Et, en effet, il semble bien qu’on assiste depuis les années 70 à un véritable changement de civilisation en France, comme dans la majorité des pays occidentaux. Les idéaux libertaires, qui se manifestaient à Woodstock aussi bien qu’à Paris et à Berlin dans les années 70, sont devenus le modèle de nos sociétés occidentales. La « contre-culture » des années 70 est devenue la norme de nos sociétés. Ce qui était à la marge est devenu le centre. Cette révolution des mœurs qui, dans le Paris des années 68, prônait « l’amour libre », la libération de toutes les contraintes, le refus de toutes les limites, le renversement de tous les héritages, est maintenant traduite dans la loi : l’avortement n’est plus le moindre mal comme solution à des situations de détresse, mais il est revendiqué comme un droit à inscrire dans la constitution ; la distinction essentielle entre l’homme et la femme, cette merveille de l’unité dans la différence et la complémentarité, est juridiquement abolie et supprimée au nom de la liberté et de l’égalité ; même le mystère de la mort ne sera bientôt plus respecté. L’individu-consommateur s’est substitué à la personne membre d’une communauté organisée. Avec l’essor inouï de l’industrie du divertissement, le marché a étendu partout son emprise et sa domination au point que d’envahir nos consciences et de dévorer notre temps.

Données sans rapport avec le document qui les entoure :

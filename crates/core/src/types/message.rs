//! Messages exchanged over the socket

use serde::{Deserialize, Serialize};

use super::RenderCommand;

/// Value a client submits in answer to a request
///
/// A key press is a one-character string, a line prompt is any string,
/// and an option box answer is the selected index.
#[derive(Debug, Clone, PartialEq, Eq, Serialize, Deserialize)]
#[serde(untagged)]
pub enum InputValue {
    Index(u64),
    Text(String),
}

impl InputValue {
    /// Single character answer to a key request
    pub fn as_key(&self) -> Option<char> {
        match self {
            Self::Text(s) => {
                let mut chars = s.chars();
                match (chars.next(), chars.next()) {
                    (Some(c), None) => Some(c),
                    _ => None,
                }
            }
            Self::Index(_) => None,
        }
    }

    pub fn as_text(&self) -> Option<&str> {
        match self {
            Self::Text(s) => Some(s),
            Self::Index(_) => None,
        }
    }

    pub fn as_index(&self) -> Option<u64> {
        match self {
            Self::Index(i) => Some(*i),
            Self::Text(_) => None,
        }
    }
}

/// Session control sent by the client
#[derive(Debug, Clone, PartialEq, Eq, Serialize, Deserialize)]
#[serde(tag = "type", rename_all = "lowercase")]
pub enum ControlMessage {
    /// Start a new session, or resume one by token
    Connect {
        #[serde(default, skip_serializing_if = "Option::is_none")]
        token: Option<String>,
    },
    /// Keeps an idle socket alive
    Keepalive,
    /// Client is going away; start the grace period now
    Reset,
}

/// Answer to the most recent request
#[derive(Debug, Clone, PartialEq, Eq, Serialize, Deserialize)]
pub struct Response {
    pub input: InputValue,
    /// Epoch of the request being answered; absent means "current"
    #[serde(default, skip_serializing_if = "Option::is_none")]
    pub epoch: Option<u64>,
}

/// Anything a client sends
#[derive(Debug, Clone, PartialEq, Eq, Serialize, Deserialize)]
#[serde(untagged)]
pub enum ClientMessage {
    Control(ControlMessage),
    Response(Response),
}

impl ClientMessage {
    pub fn connect(token: Option<String>) -> Self {
        Self::Control(ControlMessage::Connect { token })
    }

    pub fn keepalive() -> Self {
        Self::Control(ControlMessage::Keepalive)
    }

    pub fn reset() -> Self {
        Self::Control(ControlMessage::Reset)
    }

    pub fn response(input: InputValue, epoch: Option<u64>) -> Self {
        Self::Response(Response { input, epoch })
    }
}

/// Session control sent by the server
#[derive(Debug, Clone, PartialEq, Eq, Serialize, Deserialize)]
#[serde(tag = "type", rename_all = "lowercase")]
pub enum ServerControl {
    /// Token the client must present to resume this session
    Token { token: String },
}

/// Anything the server sends: a control message or a command batch
#[derive(Debug, Clone, PartialEq, Eq, Serialize, Deserialize)]
#[serde(untagged)]
pub enum ServerMessage {
    Control(ServerControl),
    Batch(Vec<RenderCommand>),
}

impl ServerMessage {
    pub fn token(token: impl Into<String>) -> Self {
        Self::Control(ServerControl::Token {
            token: token.into(),
        })
    }
}

#[cfg(test)]
mod tests {
    use super::*;
    use serde_json::json;

    #[test]
    fn test_connect_without_token() {
        let msg: ClientMessage = serde_json::from_str(r#"{"type":"connect"}"#).unwrap();
        assert_eq!(msg, ClientMessage::connect(None));
        assert_eq!(serde_json::to_value(&msg).unwrap(), json!({"type": "connect"}));
    }

    #[test]
    fn test_connect_with_token() {
        let msg: ClientMessage =
            serde_json::from_str(r#"{"type":"connect","token":"abc"}"#).unwrap();
        assert_eq!(msg, ClientMessage::connect(Some("abc".into())));
    }

    #[test]
    fn test_keepalive_and_reset() {
        let k: ClientMessage = serde_json::from_str(r#"{"type":"keepalive"}"#).unwrap();
        let r: ClientMessage = serde_json::from_str(r#"{"type":"reset"}"#).unwrap();
        assert_eq!(k, ClientMessage::keepalive());
        assert_eq!(r, ClientMessage::reset());
    }

    #[test]
    fn test_response_shapes() {
        let key: ClientMessage = serde_json::from_str(r#"{"input":"y"}"#).unwrap();
        assert_eq!(key, ClientMessage::response(InputValue::Text("y".into()), None));

        let idx: ClientMessage = serde_json::from_str(r#"{"input":2,"epoch":5}"#).unwrap();
        assert_eq!(idx, ClientMessage::response(InputValue::Index(2), Some(5)));
    }

    #[test]
    fn test_unknown_type_rejected() {
        assert!(serde_json::from_str::<ClientMessage>(r#"{"type":"bogus"}"#).is_err());
        assert!(serde_json::from_str::<ClientMessage>(r#"{"foo":1}"#).is_err());
    }

    #[test]
    fn test_input_value_accessors() {
        assert_eq!(InputValue::Text("q".into()).as_key(), Some('q'));
        assert_eq!(InputValue::Text("qq".into()).as_key(), None);
        assert_eq!(InputValue::Text(String::new()).as_key(), None);
        assert_eq!(InputValue::Index(3).as_index(), Some(3));
        assert_eq!(InputValue::Index(3).as_text(), None);
    }

    #[test]
    fn test_server_token_shape() {
        let msg = ServerMessage::token("deadbeef");
        assert_eq!(
            serde_json::to_value(&msg).unwrap(),
            json!({"type": "token", "token": "deadbeef"})
        );
    }

    #[test]
    fn test_batch_is_bare_array() {
        let msg = ServerMessage::Batch(vec![RenderCommand::Clear]);
        assert_eq!(
            serde_json::to_value(&msg).unwrap(),
            json!([{"command": "clear"}])
        );
        let back: ServerMessage = serde_json::from_value(json!([{"command": "clear"}])).unwrap();
        assert_eq!(back, msg);
    }
}
//! Session token kept between runs

use anyhow::{Context, Result};
use std::path::{Path, PathBuf};

/// `<data dir>/cellquest/token`, or `./.cellquest-token` when the platform has none
pub fn default_path() -> PathBuf {
    dirs::data_dir()
        .map(|d| d.join("cellquest").join("token"))
        .unwrap_or_else(|| PathBuf::from(".cellquest-token"))
}

/// Stored token, if the file exists and holds something
pub fn load(path: &Path) -> Option<String> {
    match std::fs::read_to_string(path) {
        Ok(text) => {
            let token = text.trim();
            (!token.is_empty()).then(|| token.to_string())
        }
        Err(e) => {
            if e.kind() != std::io::ErrorKind::NotFound {
                tracing::warn!("Failed to read token file {}: {}", path.display(), e);
            }
            None
        }
    }
}

pub fn save(path: &Path, token: &str) -> Result<()> {
    if let Some(parent) = path.parent().filter(|p| !p.as_os_str().is_empty()) {
        std::fs::create_dir_all(parent)
            .with_context(|| format!("Failed to create {}", parent.display()))?;
    }
    std::fs::write(path, format!("{}\n", token))
        .with_context(|| format!("Failed to write token file {}", path.display()))
}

Nous assistons, un peu hébétés, au remplacement d’une civilisation par une autre. D’une civilisation fondée sur la foi chrétienne et le droit romain, par une civilisation nouvelle fondée sur l’individu-roi, sur l’argent et sur la confiance illimitée dans la technique, une civilisation sans transcendance d’où l’idée même de « vérité » a disparu.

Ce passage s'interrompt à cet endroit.